RECORDS SUPPLIED |
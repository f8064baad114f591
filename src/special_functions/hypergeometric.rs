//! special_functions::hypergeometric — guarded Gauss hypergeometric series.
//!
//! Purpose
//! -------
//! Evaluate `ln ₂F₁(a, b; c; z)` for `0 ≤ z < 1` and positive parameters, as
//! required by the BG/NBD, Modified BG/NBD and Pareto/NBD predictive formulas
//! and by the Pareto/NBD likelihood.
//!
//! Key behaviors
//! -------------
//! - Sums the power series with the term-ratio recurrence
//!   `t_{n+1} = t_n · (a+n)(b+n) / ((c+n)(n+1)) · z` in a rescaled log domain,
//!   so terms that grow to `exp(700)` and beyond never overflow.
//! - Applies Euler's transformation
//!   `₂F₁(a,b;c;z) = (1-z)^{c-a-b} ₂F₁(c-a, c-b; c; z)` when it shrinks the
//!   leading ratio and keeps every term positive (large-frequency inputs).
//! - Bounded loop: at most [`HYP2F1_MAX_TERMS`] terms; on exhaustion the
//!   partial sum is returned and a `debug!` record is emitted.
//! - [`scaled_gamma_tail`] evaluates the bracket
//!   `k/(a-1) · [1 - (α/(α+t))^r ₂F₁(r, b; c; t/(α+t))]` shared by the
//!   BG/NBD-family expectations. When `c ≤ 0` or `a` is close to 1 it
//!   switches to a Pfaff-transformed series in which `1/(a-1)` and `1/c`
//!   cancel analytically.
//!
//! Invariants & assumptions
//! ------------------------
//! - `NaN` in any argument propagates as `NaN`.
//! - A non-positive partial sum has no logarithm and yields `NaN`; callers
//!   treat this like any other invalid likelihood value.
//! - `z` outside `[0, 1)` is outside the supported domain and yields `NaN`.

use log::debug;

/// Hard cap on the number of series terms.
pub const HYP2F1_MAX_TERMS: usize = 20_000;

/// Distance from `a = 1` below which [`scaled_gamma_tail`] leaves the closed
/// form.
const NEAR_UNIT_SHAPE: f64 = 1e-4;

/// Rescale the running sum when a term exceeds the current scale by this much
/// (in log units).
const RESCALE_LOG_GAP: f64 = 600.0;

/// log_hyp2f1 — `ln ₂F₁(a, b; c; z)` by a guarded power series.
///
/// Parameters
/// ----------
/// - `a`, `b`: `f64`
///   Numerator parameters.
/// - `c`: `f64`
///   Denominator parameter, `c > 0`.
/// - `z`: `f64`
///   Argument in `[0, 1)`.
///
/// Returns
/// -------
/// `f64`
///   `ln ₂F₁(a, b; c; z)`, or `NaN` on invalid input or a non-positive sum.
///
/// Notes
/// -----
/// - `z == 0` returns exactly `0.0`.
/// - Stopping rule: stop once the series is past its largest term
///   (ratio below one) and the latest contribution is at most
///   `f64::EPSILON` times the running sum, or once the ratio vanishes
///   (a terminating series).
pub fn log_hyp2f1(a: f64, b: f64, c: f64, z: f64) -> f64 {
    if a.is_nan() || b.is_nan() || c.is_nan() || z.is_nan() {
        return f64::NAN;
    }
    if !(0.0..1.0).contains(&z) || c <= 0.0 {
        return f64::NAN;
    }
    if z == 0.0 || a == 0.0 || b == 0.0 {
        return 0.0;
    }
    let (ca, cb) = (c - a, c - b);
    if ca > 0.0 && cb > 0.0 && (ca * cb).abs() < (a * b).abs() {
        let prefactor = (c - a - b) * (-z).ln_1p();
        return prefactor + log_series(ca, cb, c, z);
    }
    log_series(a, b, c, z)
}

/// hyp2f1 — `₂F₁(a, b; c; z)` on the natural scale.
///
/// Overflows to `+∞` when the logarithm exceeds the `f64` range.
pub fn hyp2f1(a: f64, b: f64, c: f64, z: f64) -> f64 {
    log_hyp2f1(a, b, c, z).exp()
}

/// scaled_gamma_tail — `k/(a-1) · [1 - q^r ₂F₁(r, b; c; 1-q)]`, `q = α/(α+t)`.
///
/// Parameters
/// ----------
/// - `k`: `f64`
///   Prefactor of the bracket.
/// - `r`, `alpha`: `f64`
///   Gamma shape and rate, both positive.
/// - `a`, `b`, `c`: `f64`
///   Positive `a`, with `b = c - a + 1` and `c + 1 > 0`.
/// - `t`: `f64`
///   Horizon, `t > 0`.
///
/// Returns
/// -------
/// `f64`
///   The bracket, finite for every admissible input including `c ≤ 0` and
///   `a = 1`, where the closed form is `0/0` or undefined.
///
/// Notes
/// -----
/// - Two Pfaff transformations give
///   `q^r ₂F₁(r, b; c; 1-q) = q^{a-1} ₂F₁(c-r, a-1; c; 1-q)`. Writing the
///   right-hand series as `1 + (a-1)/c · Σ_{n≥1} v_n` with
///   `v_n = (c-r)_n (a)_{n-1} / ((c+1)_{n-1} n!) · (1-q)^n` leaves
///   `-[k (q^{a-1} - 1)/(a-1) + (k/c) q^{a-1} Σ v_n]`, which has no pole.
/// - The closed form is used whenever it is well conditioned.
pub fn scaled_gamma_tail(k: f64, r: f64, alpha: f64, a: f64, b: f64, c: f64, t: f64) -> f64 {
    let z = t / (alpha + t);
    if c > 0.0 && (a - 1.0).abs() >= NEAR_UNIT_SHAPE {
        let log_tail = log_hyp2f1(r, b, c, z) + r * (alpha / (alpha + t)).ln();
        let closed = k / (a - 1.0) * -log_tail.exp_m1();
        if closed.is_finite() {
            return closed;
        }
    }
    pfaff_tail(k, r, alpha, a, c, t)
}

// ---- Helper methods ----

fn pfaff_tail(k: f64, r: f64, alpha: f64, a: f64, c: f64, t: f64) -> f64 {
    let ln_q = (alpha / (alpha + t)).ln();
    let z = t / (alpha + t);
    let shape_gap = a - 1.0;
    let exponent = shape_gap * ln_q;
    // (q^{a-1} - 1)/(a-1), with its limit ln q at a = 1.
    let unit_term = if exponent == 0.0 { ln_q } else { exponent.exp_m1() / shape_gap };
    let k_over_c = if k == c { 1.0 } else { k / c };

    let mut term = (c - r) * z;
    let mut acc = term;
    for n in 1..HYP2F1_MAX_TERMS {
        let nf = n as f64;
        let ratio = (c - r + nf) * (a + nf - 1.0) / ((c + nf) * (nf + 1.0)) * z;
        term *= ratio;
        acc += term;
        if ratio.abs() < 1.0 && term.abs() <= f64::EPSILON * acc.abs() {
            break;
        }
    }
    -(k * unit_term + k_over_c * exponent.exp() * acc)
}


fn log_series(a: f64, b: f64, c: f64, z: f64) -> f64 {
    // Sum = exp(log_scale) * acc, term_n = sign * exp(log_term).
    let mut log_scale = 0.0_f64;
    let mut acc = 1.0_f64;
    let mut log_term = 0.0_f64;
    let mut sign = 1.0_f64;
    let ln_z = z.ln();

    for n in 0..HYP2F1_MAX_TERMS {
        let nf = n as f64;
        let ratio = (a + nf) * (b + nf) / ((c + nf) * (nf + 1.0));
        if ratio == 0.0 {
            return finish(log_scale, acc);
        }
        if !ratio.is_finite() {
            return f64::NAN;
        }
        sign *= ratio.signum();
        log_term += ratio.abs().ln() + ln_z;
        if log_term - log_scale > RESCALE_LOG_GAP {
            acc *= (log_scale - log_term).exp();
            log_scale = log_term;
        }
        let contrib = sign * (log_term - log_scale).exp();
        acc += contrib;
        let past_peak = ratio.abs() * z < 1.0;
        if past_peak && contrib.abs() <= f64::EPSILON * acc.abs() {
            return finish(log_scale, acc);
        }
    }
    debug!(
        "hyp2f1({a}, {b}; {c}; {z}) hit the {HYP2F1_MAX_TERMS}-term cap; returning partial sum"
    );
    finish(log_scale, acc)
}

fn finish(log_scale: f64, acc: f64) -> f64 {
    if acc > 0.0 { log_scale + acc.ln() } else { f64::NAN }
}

INSTRUCTIONS TO FOLLOW | Find every line of the data that includes the string "running". Copy each of those lines.

TASK SOLUTION |
/// Rescale the running sum when a term exceeds the current scale by this much
///   `f64::EPSILON` times the running sum, or once the ratio vanishes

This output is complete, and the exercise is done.